**Required action**
For the entries that follow, restate word for word the line containing "filename src/launcher.rs", the line containing "use tracing::info;", and every line that lies between them.

:: Data section

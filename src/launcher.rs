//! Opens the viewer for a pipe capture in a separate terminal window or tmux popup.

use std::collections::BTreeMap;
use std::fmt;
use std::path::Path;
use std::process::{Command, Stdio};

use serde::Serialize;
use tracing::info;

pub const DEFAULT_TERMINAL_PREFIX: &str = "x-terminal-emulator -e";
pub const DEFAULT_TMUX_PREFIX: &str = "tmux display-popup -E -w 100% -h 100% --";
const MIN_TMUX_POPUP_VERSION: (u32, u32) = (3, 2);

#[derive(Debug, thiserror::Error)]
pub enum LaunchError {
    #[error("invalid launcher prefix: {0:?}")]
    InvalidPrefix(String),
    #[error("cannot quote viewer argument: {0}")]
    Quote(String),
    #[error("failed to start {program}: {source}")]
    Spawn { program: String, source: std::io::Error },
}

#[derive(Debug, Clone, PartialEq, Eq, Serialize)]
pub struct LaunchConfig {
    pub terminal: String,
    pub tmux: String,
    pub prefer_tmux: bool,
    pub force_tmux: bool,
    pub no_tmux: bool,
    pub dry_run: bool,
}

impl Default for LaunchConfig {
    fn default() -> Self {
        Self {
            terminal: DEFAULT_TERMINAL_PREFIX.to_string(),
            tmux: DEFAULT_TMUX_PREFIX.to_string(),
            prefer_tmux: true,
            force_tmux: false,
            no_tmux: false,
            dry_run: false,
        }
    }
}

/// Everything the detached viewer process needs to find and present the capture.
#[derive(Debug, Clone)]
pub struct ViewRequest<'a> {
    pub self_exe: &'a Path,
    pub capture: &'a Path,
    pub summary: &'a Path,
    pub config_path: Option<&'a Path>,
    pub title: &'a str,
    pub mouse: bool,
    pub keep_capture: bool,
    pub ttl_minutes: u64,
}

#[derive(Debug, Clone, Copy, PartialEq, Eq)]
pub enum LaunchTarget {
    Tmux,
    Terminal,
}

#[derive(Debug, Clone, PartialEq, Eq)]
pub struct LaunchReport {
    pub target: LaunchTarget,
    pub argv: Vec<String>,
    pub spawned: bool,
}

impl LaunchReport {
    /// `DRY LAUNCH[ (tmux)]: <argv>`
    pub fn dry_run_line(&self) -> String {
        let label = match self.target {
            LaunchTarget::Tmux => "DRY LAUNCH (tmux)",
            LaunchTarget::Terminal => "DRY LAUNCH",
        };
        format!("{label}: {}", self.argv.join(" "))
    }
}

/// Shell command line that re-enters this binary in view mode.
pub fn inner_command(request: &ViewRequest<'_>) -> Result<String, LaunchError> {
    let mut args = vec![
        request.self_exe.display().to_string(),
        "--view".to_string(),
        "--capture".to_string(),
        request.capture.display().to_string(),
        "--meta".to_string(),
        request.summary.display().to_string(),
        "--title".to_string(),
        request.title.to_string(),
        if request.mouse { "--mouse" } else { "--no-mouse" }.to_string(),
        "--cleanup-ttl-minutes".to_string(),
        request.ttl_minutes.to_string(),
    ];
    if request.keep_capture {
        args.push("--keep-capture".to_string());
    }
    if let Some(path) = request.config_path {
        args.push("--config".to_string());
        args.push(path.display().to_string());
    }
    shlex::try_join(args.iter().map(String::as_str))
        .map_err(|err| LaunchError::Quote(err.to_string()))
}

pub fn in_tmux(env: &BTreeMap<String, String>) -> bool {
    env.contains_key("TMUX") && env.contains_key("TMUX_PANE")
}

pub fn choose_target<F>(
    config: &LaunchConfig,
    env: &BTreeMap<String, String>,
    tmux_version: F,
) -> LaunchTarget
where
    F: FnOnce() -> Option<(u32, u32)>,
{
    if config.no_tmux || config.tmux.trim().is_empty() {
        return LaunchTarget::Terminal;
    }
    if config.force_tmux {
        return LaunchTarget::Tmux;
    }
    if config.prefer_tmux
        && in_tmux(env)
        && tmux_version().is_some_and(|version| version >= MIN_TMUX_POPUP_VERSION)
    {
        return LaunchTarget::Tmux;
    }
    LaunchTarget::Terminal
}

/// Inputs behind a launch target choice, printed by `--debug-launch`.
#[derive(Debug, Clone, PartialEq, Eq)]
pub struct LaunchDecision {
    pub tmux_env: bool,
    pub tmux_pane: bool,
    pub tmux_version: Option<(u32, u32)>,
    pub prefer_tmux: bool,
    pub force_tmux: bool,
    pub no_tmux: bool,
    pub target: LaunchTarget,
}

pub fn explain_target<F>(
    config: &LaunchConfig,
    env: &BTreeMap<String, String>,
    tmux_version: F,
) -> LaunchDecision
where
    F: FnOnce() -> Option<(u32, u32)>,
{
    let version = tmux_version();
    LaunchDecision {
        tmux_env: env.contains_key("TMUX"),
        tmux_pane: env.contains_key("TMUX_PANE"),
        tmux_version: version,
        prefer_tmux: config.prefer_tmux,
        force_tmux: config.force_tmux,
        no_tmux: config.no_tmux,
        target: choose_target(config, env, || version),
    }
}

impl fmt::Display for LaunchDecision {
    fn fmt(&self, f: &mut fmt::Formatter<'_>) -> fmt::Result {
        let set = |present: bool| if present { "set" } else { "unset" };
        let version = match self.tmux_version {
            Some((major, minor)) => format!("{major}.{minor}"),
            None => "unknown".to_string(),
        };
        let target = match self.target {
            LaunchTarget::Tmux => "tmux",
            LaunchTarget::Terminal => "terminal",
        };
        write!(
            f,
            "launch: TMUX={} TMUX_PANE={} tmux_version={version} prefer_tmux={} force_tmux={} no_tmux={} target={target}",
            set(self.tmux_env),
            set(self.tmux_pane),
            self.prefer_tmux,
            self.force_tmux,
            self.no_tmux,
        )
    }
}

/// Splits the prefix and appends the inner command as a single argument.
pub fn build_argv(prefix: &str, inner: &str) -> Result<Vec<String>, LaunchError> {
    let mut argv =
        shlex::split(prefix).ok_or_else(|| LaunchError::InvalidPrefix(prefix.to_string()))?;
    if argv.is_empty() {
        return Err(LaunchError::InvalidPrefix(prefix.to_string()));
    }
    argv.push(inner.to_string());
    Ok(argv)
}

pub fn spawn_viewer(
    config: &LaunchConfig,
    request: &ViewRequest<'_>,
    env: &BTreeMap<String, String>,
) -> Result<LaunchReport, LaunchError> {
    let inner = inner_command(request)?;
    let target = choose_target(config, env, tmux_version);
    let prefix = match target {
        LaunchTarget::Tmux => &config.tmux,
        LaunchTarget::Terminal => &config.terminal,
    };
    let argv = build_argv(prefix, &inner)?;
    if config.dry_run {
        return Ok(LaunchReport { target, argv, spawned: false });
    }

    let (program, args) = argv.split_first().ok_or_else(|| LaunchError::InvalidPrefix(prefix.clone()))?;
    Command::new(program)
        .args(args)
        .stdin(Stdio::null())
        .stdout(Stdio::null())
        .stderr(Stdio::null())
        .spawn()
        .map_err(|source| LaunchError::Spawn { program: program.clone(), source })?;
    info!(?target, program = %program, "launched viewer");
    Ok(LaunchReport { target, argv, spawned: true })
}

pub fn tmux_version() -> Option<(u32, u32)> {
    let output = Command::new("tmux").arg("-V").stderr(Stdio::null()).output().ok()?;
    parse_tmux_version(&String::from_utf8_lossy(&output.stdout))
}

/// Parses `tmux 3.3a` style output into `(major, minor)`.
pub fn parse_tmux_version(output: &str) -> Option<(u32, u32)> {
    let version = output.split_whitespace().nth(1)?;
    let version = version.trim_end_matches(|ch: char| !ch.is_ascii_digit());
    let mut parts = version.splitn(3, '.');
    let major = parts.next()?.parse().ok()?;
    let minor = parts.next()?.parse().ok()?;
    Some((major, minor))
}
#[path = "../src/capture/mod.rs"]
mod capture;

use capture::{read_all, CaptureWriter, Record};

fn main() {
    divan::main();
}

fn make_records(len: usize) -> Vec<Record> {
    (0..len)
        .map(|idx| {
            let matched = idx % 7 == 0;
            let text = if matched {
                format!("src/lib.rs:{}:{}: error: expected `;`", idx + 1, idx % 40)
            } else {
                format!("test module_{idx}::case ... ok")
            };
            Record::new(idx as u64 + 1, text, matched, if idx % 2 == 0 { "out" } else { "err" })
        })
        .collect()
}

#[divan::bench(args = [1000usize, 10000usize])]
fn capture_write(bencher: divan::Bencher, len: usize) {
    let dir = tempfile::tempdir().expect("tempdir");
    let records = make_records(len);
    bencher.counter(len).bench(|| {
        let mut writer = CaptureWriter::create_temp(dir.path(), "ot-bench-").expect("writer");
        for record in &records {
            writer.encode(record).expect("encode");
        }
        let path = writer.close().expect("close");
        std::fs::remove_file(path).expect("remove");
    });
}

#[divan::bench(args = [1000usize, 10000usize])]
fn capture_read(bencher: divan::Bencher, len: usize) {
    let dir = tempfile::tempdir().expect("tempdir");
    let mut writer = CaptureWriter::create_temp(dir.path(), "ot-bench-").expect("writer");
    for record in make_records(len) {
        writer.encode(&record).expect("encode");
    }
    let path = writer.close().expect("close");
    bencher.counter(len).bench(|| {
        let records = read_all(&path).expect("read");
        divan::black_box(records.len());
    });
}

::::
:: Data section

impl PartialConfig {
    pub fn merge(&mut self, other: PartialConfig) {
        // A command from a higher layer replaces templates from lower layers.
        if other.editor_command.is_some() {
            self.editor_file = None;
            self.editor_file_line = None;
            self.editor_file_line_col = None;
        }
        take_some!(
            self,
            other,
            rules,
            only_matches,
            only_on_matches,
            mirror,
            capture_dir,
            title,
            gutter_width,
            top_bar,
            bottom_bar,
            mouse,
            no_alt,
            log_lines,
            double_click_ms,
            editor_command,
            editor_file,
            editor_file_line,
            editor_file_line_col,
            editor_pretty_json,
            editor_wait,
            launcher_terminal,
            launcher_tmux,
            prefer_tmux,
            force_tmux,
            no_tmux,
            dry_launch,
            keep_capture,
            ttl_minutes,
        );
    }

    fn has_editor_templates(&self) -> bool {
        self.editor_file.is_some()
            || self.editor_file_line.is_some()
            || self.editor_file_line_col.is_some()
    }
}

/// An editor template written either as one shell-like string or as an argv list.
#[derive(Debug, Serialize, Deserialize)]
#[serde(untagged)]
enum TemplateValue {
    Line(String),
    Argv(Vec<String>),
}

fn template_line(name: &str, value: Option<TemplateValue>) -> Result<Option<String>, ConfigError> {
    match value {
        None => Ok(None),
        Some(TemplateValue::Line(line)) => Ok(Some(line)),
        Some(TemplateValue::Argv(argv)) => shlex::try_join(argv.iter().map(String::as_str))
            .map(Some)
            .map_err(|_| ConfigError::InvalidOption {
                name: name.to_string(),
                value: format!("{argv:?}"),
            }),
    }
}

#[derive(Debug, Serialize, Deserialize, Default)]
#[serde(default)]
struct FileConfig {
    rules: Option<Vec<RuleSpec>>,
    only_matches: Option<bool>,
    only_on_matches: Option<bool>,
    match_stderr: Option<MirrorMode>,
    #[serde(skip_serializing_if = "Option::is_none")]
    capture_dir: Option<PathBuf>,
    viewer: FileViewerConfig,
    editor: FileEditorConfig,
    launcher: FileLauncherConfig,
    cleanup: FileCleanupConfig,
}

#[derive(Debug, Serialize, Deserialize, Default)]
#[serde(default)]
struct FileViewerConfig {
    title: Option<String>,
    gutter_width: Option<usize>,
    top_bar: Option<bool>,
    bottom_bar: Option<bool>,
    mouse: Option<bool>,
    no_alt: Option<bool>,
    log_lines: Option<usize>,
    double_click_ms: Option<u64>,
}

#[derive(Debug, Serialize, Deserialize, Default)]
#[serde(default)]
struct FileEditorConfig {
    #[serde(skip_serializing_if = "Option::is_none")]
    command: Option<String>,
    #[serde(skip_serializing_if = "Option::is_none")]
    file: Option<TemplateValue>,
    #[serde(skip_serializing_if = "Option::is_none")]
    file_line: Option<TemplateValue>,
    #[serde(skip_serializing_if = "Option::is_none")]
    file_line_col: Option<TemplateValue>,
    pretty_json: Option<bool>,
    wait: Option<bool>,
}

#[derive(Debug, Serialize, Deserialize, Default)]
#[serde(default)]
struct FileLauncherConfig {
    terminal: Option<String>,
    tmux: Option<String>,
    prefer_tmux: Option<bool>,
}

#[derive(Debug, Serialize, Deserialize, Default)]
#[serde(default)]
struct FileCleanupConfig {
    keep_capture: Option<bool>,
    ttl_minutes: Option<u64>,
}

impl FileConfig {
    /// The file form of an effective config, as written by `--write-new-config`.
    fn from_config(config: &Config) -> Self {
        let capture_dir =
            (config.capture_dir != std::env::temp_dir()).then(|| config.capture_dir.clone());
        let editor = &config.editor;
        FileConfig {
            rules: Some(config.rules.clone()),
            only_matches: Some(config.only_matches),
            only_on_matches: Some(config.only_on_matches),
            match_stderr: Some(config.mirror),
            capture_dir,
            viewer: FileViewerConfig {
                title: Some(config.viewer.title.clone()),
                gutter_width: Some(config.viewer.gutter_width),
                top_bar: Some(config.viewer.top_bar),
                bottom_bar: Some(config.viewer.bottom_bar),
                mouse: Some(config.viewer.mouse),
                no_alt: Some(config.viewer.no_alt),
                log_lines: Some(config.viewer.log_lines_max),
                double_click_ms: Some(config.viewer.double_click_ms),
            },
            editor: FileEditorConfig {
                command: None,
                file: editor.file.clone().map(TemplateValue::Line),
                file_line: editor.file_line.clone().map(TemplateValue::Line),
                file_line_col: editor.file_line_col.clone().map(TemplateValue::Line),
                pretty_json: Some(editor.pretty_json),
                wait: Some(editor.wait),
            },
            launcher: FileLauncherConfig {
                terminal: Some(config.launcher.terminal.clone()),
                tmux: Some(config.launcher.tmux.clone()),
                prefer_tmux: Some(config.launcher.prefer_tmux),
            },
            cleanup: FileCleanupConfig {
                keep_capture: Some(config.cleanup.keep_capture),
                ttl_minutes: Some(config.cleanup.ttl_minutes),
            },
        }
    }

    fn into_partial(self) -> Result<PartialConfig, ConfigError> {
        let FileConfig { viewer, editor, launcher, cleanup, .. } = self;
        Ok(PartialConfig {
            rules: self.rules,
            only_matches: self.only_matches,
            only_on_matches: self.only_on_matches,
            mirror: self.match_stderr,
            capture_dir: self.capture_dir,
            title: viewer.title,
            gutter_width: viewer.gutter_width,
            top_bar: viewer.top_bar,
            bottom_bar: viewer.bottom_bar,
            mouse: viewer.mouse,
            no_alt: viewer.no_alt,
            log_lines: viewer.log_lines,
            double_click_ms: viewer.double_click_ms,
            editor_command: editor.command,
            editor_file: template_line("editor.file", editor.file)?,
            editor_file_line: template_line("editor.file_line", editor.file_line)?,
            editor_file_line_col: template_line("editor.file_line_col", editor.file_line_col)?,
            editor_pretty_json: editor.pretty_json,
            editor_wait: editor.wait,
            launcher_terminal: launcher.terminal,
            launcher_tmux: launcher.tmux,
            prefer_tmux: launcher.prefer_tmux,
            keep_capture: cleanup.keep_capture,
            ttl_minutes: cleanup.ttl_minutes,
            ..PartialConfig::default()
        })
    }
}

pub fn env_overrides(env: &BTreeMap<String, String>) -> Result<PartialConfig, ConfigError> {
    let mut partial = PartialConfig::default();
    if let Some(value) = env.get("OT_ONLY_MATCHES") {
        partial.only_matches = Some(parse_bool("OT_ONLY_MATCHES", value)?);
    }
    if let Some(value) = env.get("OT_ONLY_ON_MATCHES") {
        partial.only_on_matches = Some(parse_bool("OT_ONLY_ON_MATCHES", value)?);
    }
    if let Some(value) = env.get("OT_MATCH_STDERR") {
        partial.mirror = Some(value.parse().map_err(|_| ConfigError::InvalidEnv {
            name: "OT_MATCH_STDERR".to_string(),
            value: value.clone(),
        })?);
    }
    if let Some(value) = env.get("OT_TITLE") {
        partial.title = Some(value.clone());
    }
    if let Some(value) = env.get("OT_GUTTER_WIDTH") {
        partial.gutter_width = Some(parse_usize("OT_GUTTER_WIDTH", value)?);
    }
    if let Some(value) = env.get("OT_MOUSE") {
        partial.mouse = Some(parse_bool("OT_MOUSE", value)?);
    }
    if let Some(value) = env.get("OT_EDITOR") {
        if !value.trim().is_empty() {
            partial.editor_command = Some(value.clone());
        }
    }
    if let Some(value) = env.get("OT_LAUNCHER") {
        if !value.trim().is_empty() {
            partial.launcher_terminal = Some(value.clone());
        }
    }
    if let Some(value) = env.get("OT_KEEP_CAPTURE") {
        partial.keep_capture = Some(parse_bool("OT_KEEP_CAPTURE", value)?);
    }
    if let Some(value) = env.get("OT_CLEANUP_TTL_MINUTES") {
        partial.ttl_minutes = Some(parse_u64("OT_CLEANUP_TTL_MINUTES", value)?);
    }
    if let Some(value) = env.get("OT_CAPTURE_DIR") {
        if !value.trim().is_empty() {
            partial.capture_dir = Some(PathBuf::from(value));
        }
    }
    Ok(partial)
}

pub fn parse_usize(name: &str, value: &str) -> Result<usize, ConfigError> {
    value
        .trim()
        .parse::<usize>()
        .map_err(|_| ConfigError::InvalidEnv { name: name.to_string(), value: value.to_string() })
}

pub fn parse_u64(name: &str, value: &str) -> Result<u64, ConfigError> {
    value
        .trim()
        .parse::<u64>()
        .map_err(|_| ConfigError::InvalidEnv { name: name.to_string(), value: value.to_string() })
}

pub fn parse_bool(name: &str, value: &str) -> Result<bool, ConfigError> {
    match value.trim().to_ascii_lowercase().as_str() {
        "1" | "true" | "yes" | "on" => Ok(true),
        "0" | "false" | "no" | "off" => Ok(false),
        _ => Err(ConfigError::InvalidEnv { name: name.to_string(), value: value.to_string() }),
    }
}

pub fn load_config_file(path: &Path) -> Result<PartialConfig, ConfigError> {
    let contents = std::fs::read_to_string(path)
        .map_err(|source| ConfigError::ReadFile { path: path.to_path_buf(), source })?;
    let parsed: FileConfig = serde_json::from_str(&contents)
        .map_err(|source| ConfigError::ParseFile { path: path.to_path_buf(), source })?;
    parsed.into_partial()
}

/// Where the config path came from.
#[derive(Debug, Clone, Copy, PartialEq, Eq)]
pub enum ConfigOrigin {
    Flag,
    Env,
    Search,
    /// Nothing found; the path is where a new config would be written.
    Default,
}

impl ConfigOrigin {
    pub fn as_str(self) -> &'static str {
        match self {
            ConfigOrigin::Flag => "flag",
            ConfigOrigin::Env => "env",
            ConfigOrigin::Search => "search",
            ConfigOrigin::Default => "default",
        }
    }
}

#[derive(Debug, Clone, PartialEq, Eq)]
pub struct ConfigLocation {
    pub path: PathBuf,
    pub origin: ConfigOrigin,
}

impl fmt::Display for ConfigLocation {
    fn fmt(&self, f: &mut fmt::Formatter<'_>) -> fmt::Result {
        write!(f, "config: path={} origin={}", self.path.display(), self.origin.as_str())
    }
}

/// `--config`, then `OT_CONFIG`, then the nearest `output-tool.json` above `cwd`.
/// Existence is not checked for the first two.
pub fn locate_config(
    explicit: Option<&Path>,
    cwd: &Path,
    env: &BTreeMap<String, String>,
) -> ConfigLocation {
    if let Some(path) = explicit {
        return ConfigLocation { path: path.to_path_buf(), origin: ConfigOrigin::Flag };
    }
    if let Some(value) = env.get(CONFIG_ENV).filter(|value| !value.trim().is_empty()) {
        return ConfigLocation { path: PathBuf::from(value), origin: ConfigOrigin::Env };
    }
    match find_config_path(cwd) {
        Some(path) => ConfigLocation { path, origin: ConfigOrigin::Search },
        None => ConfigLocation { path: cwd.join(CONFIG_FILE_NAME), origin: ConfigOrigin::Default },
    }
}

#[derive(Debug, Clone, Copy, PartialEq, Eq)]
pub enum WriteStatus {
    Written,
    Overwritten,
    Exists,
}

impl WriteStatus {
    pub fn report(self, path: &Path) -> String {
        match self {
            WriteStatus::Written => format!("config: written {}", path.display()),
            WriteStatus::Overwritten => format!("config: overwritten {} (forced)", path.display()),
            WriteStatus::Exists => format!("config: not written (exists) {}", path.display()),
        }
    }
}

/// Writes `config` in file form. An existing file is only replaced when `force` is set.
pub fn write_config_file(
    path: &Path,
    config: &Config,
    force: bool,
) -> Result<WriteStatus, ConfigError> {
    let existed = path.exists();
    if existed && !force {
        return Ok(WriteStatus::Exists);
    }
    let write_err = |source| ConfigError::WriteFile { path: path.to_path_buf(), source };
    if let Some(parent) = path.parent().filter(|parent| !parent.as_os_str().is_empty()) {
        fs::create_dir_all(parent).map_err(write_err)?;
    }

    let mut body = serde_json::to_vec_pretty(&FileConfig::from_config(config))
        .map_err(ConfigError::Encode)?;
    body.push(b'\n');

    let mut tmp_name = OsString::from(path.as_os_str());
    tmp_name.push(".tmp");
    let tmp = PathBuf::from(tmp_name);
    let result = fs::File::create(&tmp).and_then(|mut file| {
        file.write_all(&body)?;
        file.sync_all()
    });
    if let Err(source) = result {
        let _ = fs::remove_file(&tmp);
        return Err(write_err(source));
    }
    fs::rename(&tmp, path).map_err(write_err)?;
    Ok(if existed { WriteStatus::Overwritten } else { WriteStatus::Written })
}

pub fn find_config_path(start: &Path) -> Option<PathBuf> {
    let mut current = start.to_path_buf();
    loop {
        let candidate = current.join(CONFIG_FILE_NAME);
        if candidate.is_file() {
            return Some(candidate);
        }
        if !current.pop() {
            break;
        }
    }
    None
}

::::
:: Data section

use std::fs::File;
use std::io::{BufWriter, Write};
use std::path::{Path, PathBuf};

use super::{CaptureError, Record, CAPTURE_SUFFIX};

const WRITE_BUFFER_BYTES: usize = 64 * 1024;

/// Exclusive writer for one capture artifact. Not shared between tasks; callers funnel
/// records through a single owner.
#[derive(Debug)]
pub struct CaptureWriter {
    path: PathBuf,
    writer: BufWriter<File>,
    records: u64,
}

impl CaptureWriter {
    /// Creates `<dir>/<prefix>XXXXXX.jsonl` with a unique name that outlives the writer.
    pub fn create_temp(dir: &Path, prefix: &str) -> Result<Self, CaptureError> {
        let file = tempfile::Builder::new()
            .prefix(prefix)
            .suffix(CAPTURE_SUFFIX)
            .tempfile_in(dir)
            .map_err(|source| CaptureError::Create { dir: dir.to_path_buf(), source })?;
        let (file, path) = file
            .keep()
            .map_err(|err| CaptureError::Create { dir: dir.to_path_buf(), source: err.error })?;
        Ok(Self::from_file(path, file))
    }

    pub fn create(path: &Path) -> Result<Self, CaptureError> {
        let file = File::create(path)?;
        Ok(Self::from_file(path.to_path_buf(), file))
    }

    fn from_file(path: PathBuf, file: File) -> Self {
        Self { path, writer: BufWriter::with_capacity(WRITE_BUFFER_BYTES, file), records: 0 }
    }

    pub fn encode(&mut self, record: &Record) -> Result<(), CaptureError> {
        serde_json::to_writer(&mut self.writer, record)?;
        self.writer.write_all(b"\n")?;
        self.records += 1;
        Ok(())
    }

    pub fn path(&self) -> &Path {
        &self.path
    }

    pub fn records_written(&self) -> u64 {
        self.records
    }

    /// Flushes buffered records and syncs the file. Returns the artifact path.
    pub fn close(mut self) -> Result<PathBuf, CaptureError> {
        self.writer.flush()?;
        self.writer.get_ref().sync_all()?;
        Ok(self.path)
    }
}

::::

**Answer space**
filename src/launcher.rs
//! Opens the viewer for a pipe capture in a separate terminal window or tmux popup.

use std::collections::BTreeMap;
use std::fmt;
use std::path::Path;
use std::process::{Command, Stdio};

use serde::Serialize;
use tracing::info;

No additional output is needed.